それだけ言い残して、俺は帰ってきてしまった。

「グレイ、早く夕飯食べちゃってよ」

「あ、うん!」

あゆの声にはっとして、俺は慌てて荷物を部屋に置きに走った。







その夜、すごく懐かしい夢をみた。


『母さん、白鳥座ってどれー?』

『おいおい、そこは父さんに聞くべきだろ?』

背の高い父さんに肩車された俺は、冬の夜空を見上げていた。

『お父さんが拗ねてどうするの、もう…。
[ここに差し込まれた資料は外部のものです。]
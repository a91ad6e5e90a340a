//! End-to-end analysis from loaded tables to in-memory result tables

use crate::{
    binning::{fixed_width_bins, gene_width_bins, summarize_hits, BinAggregate, HitSummary},
    chromosome::ChromosomeMap,
    join::annotate_insertions,
    sweep::{observed_stats, prepare_chromosomes, run_sweep, ObservedStat, SweepReport},
    tables::{DroppedRows, InputTables},
    utils::Timer,
    AnalysisConfig, AnnotatedInsertion, TnseqError, TnseqResult,
};

/// Aggregates for the genome map tracks
#[derive(Debug, Clone, Default)]
pub struct Tracks {
    pub annotated: Vec<AnnotatedInsertion>,
    pub fixed_bins: Vec<BinAggregate>,
    pub gene_bins: Vec<BinAggregate>,
    pub hit_summary: Vec<HitSummary>,
    pub dropped: DroppedRows,
}

#[derive(Debug, Clone, Default)]
pub struct AnalysisReport {
    pub tracks: Tracks,
    pub observed: Vec<ObservedStat>,
    pub sweep: SweepReport,
}

fn check_positions(annotated: &[AnnotatedInsertion], chromosome_map: &ChromosomeMap) -> TnseqResult<()> {
    for insertion in annotated {
        let length = chromosome_map.length_of(&insertion.chromosome).ok_or_else(|| {
            TnseqError::UnmappedChromosome(insertion.chromosome.clone())
        })?;
        if insertion.position > length {
            return Err(TnseqError::MalformedInputTable(format!(
                "insertion at {}:{} lies beyond the chromosome length {}",
                insertion.chromosome, insertion.position, length
            )));
        }
    }
    Ok(())
}

/// Join insertions to genes and aggregate them into bins per chromosome.
/// `tables` must already carry canonical chromosome names.
pub fn build_tracks(
    tables: InputTables,
    chromosome_map: &ChromosomeMap,
    config: &AnalysisConfig,
) -> TnseqResult<Tracks> {
    let _timer = Timer::new("Joining insertions to genes");
    let (joiner, annotated) = annotate_insertions(&tables.insertions, tables.genes, chromosome_map)?;
    check_positions(&annotated, chromosome_map)?;

    let hit_summary = summarize_hits(&tables.hits, chromosome_map);

    let mut fixed_bins = Vec::new();
    let mut gene_bins = Vec::new();
    for entry in chromosome_map.entries() {
        fixed_bins.extend(fixed_width_bins(
            &entry.name,
            entry.length,
            config.bin_width,
            &annotated,
        ));
        gene_bins.extend(gene_width_bins(&entry.name, entry.length, &joiner, &annotated));
    }

    log::info!(
        "Built {} fixed-width and {} gene-width bins",
        fixed_bins.len(),
        gene_bins.len()
    );

    Ok(Tracks {
        annotated,
        fixed_bins,
        gene_bins,
        hit_summary,
        dropped: tables.dropped,
    })
}

/// Tracks, observed baseline and the full simulation sweep
pub fn run_analysis(
    tables: InputTables,
    chromosome_map: &ChromosomeMap,
    config: &AnalysisConfig,
) -> TnseqResult<AnalysisReport> {
    config.validate()?;

    let tracks = build_tracks(tables, chromosome_map, config)?;

    let chromosomes = {
        let _timer = Timer::new("Building density profiles");
        prepare_chromosomes(&tracks.annotated, chromosome_map, config)?
    };
    let observed = observed_stats(&chromosomes, config);

    let sweep = {
        let _timer = Timer::new("Simulating libraries");
        run_sweep(&chromosomes, config)?
    };

    Ok(AnalysisReport {
        tracks,
        observed,
        sweep,
    })
}
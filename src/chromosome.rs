//! Chromosome accession to canonical name mapping

use crate::{
    tables::open_table, GeneAnnotation, HitRecord, InsertionRecord, TnseqError, TnseqResult,
    UnmappedPolicy,
};
use serde::Deserialize;
use std::collections::HashMap;
use std::path::Path;

/// A named chromosome or plasmid of known length
#[derive(Debug, Clone, PartialEq, Eq, Deserialize)]
pub struct ChromosomeEntry {
    #[serde(rename = "rawId")]
    pub raw_id: String,
    pub name: String,
    pub length: u32,
}

/// Fixed raw accession to canonical name lookup. Entry order is the output
/// order of every per-chromosome table.
#[derive(Debug, Clone, Default)]
pub struct ChromosomeMap {
    entries: Vec<ChromosomeEntry>,
    by_raw_id: HashMap<String, usize>,
}

impl ChromosomeMap {
    pub fn new(entries: Vec<ChromosomeEntry>) -> TnseqResult<Self> {
        let mut by_raw_id = HashMap::with_capacity(entries.len());
        for (idx, entry) in entries.iter().enumerate() {
            if by_raw_id.insert(entry.raw_id.clone(), idx).is_some() {
                return Err(TnseqError::InvalidConfig(format!(
                    "duplicate chromosome map entry for {}",
                    entry.raw_id
                )));
            }
        }

        let mut names: Vec<&str> = entries.iter().map(|e| e.name.as_str()).collect();
        names.sort_unstable();
        if names.windows(2).any(|w| w[0] == w[1]) {
            return Err(TnseqError::InvalidConfig(
                "canonical chromosome names must be unique".to_string(),
            ));
        }

        Ok(Self { entries, by_raw_id })
    }

    /// Read a `rawId<TAB>name<TAB>length` table
    pub fn from_path<P: AsRef<Path>>(path: P) -> TnseqResult<Self> {
        let path = path.as_ref();
        let mut reader = open_table(path)?;
        let mut entries = Vec::new();

        for (idx, row) in reader.deserialize::<ChromosomeEntry>().enumerate() {
            let entry = row.map_err(|e| {
                TnseqError::MalformedInputTable(format!(
                    "{} line {}: {}",
                    path.display(),
                    idx + 2,
                    e
                ))
            })?;
            entries.push(entry);
        }

        if entries.is_empty() {
            return Err(TnseqError::InvalidConfig(format!(
                "chromosome map {} has no entries",
                path.display()
            )));
        }

        Self::new(entries)
    }

    pub fn canonical_name(&self, raw_id: &str) -> Option<&str> {
        self.by_raw_id
            .get(raw_id)
            .map(|&idx| self.entries[idx].name.as_str())
    }

    /// Genome length of a canonical chromosome name
    pub fn length_of(&self, name: &str) -> Option<u32> {
        self.entries.iter().find(|e| e.name == name).map(|e| e.length)
    }

    pub fn entries(&self) -> &[ChromosomeEntry] {
        &self.entries
    }

    pub fn len(&self) -> usize {
        self.entries.len()
    }

    pub fn is_empty(&self) -> bool {
        self.entries.is_empty()
    }

    /// Replace raw chromosome identifiers with canonical names.
    ///
    /// Rows on unmapped chromosomes either fail the call or are dropped with a
    /// warning, depending on `policy`. Returns the kept rows and the number of
    /// dropped rows.
    pub fn relabel<T: Chromosomal>(
        &self,
        records: Vec<T>,
        policy: UnmappedPolicy,
        table: &str,
    ) -> TnseqResult<(Vec<T>, usize)> {
        let mut kept = Vec::with_capacity(records.len());
        let mut dropped: HashMap<String, usize> = HashMap::new();

        for mut record in records {
            match self.canonical_name(record.chromosome()) {
                Some(name) => {
                    let name = name.to_string();
                    record.set_chromosome(name);
                    kept.push(record);
                }
                None => match policy {
                    UnmappedPolicy::Reject => {
                        return Err(TnseqError::UnmappedChromosome(
                            record.chromosome().to_string(),
                        ))
                    }
                    UnmappedPolicy::Drop => {
                        *dropped.entry(record.chromosome().to_string()).or_insert(0) += 1;
                    }
                },
            }
        }

        let total: usize = dropped.values().sum();
        if total > 0 {
            let mut ids: Vec<&String> = dropped.keys().collect();
            ids.sort();
            log::warn!(
                "Dropped {} {} rows on unmapped chromosomes: {:?}",
                total,
                table,
                ids
            );
        }

        Ok((kept, total))
    }
}

/// Records that carry a chromosome identifier
pub trait Chromosomal {
    fn chromosome(&self) -> &str;
    fn set_chromosome(&mut self, name: String);
}

impl Chromosomal for InsertionRecord {
    fn chromosome(&self) -> &str {
        &self.chromosome
    }

    fn set_chromosome(&mut self, name: String) {
        self.chromosome = name;
    }
}

impl Chromosomal for GeneAnnotation {
    fn chromosome(&self) -> &str {
        &self.chromosome
    }

    fn set_chromosome(&mut self, name: String) {
        self.chromosome = name;
    }
}

impl Chromosomal for HitRecord {
    fn chromosome(&self) -> &str {
        &self.chromosome
    }

    fn set_chromosome(&mut self, name: String) {
        self.chromosome = name;
    }
}
//! Resampling of insertion libraries under a positional weight model

use crate::{
    density::{DensityProfile, GeneScaleDensity, PositionSeries},
    SamplingMode, TnseqError, TnseqResult,
};
use rand::distributions::{Distribution, Uniform, WeightedIndex};
use rand::Rng;

/// Draws positions in `0..len`
#[derive(Debug, Clone)]
pub enum PositionSampler {
    Weighted(WeightedIndex<f64>),
    Uniform(Uniform<usize>),
}

impl Distribution<usize> for PositionSampler {
    fn sample<R: Rng + ?Sized>(&self, rng: &mut R) -> usize {
        match self {
            PositionSampler::Weighted(dist) => dist.sample(rng),
            PositionSampler::Uniform(dist) => dist.sample(rng),
        }
    }
}

/// Relative probability of drawing each position
pub trait SamplingWeights {
    fn mode(&self) -> SamplingMode;

    fn weight(&self, position: usize) -> f64;

    /// Build a sampler over `0..len` from [`SamplingWeights::weight`]. Fails
    /// when no position has positive weight.
    fn sampler(&self, chromosome: &str, len: usize) -> TnseqResult<PositionSampler> {
        let weights: Vec<f64> = (0..len).map(|pos| self.weight(pos)).collect();
        if weights.iter().all(|&w| w <= 0.0) {
            return Err(TnseqError::DegenerateSamplingWeights(format!(
                "every position of {} has zero weight",
                chromosome
            )));
        }
        WeightedIndex::new(weights)
            .map(PositionSampler::Weighted)
            .map_err(|e| TnseqError::DegenerateSamplingWeights(format!("{}: {}", chromosome, e)))
    }
}

/// Weights taken from the observed density profile; positions of zero
/// density are never drawn
#[derive(Debug, Clone, Copy)]
pub struct BiasedWeights<'a> {
    profile: &'a DensityProfile,
}

impl<'a> BiasedWeights<'a> {
    pub fn new(profile: &'a DensityProfile) -> Self {
        Self { profile }
    }
}

impl SamplingWeights for BiasedWeights<'_> {
    fn mode(&self) -> SamplingMode {
        SamplingMode::Biased
    }

    fn weight(&self, position: usize) -> f64 {
        self.profile.values().get(position).copied().unwrap_or(0.0)
    }
}

/// Every position equally likely
#[derive(Debug, Clone, Copy, Default)]
pub struct UniformWeights;

impl SamplingWeights for UniformWeights {
    fn mode(&self) -> SamplingMode {
        SamplingMode::Uniform
    }

    fn weight(&self, _position: usize) -> f64 {
        1.0
    }

    fn sampler(&self, chromosome: &str, len: usize) -> TnseqResult<PositionSampler> {
        if len == 0 {
            return Err(TnseqError::DegenerateSamplingWeights(format!(
                "{} has no positions to draw from",
                chromosome
            )));
        }
        Ok(PositionSampler::Uniform(Uniform::new(0, len)))
    }
}

/// A simulated insertion library
#[derive(Debug, Clone, PartialEq)]
pub struct SimulatedLibrary {
    pub library_size: usize,
    pub mode: SamplingMode,
    pub samples: PositionSeries,
}

impl SimulatedLibrary {
    /// Fine rolling mean, comparable to the observed density profile
    pub fn fine_profile(&self, width: usize) -> DensityProfile {
        DensityProfile::from_series(&self.samples, width)
    }

    pub fn gene_scale_density(&self, width: usize, stride: usize) -> GeneScaleDensity {
        GeneScaleDensity::from_series(&self.samples, width, stride)
    }
}

/// Draws simulated libraries for one chromosome and one sampling mode. The
/// sampler is built once and shared by every library size.
#[derive(Debug, Clone)]
pub struct Simulator {
    chromosome: String,
    genome_length: u32,
    mode: SamplingMode,
    sampler: PositionSampler,
}

impl Simulator {
    pub fn new<W: SamplingWeights + ?Sized>(
        chromosome: &str,
        genome_length: u32,
        weights: &W,
    ) -> TnseqResult<Self> {
        let sampler = weights.sampler(chromosome, genome_length as usize + 1)?;
        Ok(Self {
            chromosome: chromosome.to_string(),
            genome_length,
            mode: weights.mode(),
            sampler,
        })
    }

    pub fn chromosome(&self) -> &str {
        &self.chromosome
    }

    pub fn mode(&self) -> SamplingMode {
        self.mode
    }

    /// Draw `library_size` positions with replacement
    pub fn simulate<R: Rng + ?Sized>(&self, library_size: usize, rng: &mut R) -> SimulatedLibrary {
        let mut samples = PositionSeries::zeros(&self.chromosome, self.genome_length);
        for _ in 0..library_size {
            let position = self.sampler.sample(rng);
            samples.increment(position);
        }

        log::debug!(
            "Simulated {} library of {} insertions on {} ({} positions hit)",
            self.mode,
            library_size,
            self.chromosome,
            samples.occupied()
        );

        SimulatedLibrary {
            library_size,
            mode: self.mode,
            samples,
        }
    }
}
//! CLI binary for genome map tracks only (join and binning, no simulation)

use clap::Parser;
use env_logger::Env;
use std::path::PathBuf;
use tnseq_rs::{
    chromosome::ChromosomeMap,
    output::{OutputLayout, FIXED_BINS_TABLE},
    pipeline::build_tracks,
    tables::{InputConfig, InputTables},
    AnalysisConfig, TnseqError, UnmappedPolicy,
};

#[derive(Parser)]
#[command(name = "tn_bins")]
#[command(about = "Bin TnSeq insertions and reads for genome map tracks")]
struct Args {
    /// Pool file with barcode, scaffold, pos and nTot columns
    #[arg(long, value_name = "FILE")]
    pool_file: PathBuf,

    /// Gene table with scaffoldId, locusId, begin, end, strand, desc and GC columns
    #[arg(long, value_name = "FILE")]
    genes_file: PathBuf,

    /// Hit table with sysName, scaffoldId, desc, nStrains and nReads columns
    #[arg(long, value_name = "FILE")]
    hit_file: PathBuf,

    /// Chromosome map (rawId, name, length)
    #[arg(long, value_name = "FILE")]
    chromosome_map: PathBuf,

    /// Directory for the result tables
    #[arg(long, value_name = "DIR")]
    output_dir: PathBuf,

    /// Width of the fixed genome map bins in bp
    #[arg(long, default_value_t = 20_000)]
    bin_width: u32,

    /// Handling of rows on chromosomes missing from the chromosome map
    #[arg(long, value_enum, default_value_t = UnmappedPolicy::Drop)]
    unmapped: UnmappedPolicy,

    /// Also write the annotated insertion table
    #[arg(long)]
    annotated: bool,

    /// Gzip-compress all output tables
    #[arg(long)]
    gzip: bool,

    /// Enable verbose logging
    #[arg(short, long)]
    verbose: bool,

    /// Force overwrite of existing output tables
    #[arg(short, long)]
    force: bool,
}

fn run() -> anyhow::Result<()> {
    let args = Args::parse();

    let log_level = if args.verbose { "info" } else { "warn" };
    env_logger::Builder::from_env(Env::default().default_filter_or(log_level))
        .format_timestamp_secs()
        .init();

    let config = AnalysisConfig {
        bin_width: args.bin_width,
        ..AnalysisConfig::default()
    };
    config.validate()?;

    let layout = OutputLayout {
        gzip: args.gzip,
        write_annotated: args.annotated,
        ..OutputLayout::new(args.output_dir)
    };
    layout.check_overwrite(FIXED_BINS_TABLE, args.force)?;

    let input = InputConfig {
        pool_file: args.pool_file,
        genes_file: args.genes_file,
        hit_file: args.hit_file,
        chromosome_map: ChromosomeMap::from_path(&args.chromosome_map)?,
        unmapped_policy: args.unmapped,
    };

    let tables = InputTables::load(&input)?;
    let tracks = build_tracks(tables, &input.chromosome_map, &config)?;
    layout.write_tracks(&tracks)?;

    log::info!(
        "Wrote {} fixed-width and {} gene-width bins to {:?}",
        tracks.fixed_bins.len(),
        tracks.gene_bins.len(),
        layout.dir
    );
    Ok(())
}

fn main() {
    if let Err(e) = run() {
        match e.downcast_ref::<TnseqError>() {
            Some(TnseqError::UnmappedChromosome(id)) => {
                eprintln!("Error: Chromosome {} is missing from the chromosome map", id);
                eprintln!("Add it to the map or rerun with --unmapped drop.");
            }
            Some(err) => eprintln!("Error: {}", err),
            None => eprintln!("Error: {:#}", e),
        }
        std::process::exit(1);
    }
}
ほら、わかる?あそこのね、十字にクロスしてる星座があるでしょ?』

母さんはひときわ輝く星の周りに、指で円を描いていた。

『あ、あったー!父さん、ほらあそこだよ!』

興奮した俺は、父さんの銀色に輝く髪を引っ張っていた。

『いたた、こらこら、引っ張るんじゃないって。見えてるよ、ちゃんと』

ははは、と父さんは豪快に笑った。

俺と母さんもつられて笑う。

『あれが、俺たち家族の象徴なんだぞ』

突然、父さんがしんみりとした声で言った。

『え、何で?』

『白鳥座は、北十字星とも言うんだ。英語で言うと、"Northern Cross"だ』

『ノーザンクロス!?』

俺はその言葉に目を輝かせた。

『すごい、すごいよ!父さん、母さん、俺たちの星だよ!俺たちの白鳥座だよ!!』

そう言うと、母さんも微笑んだ。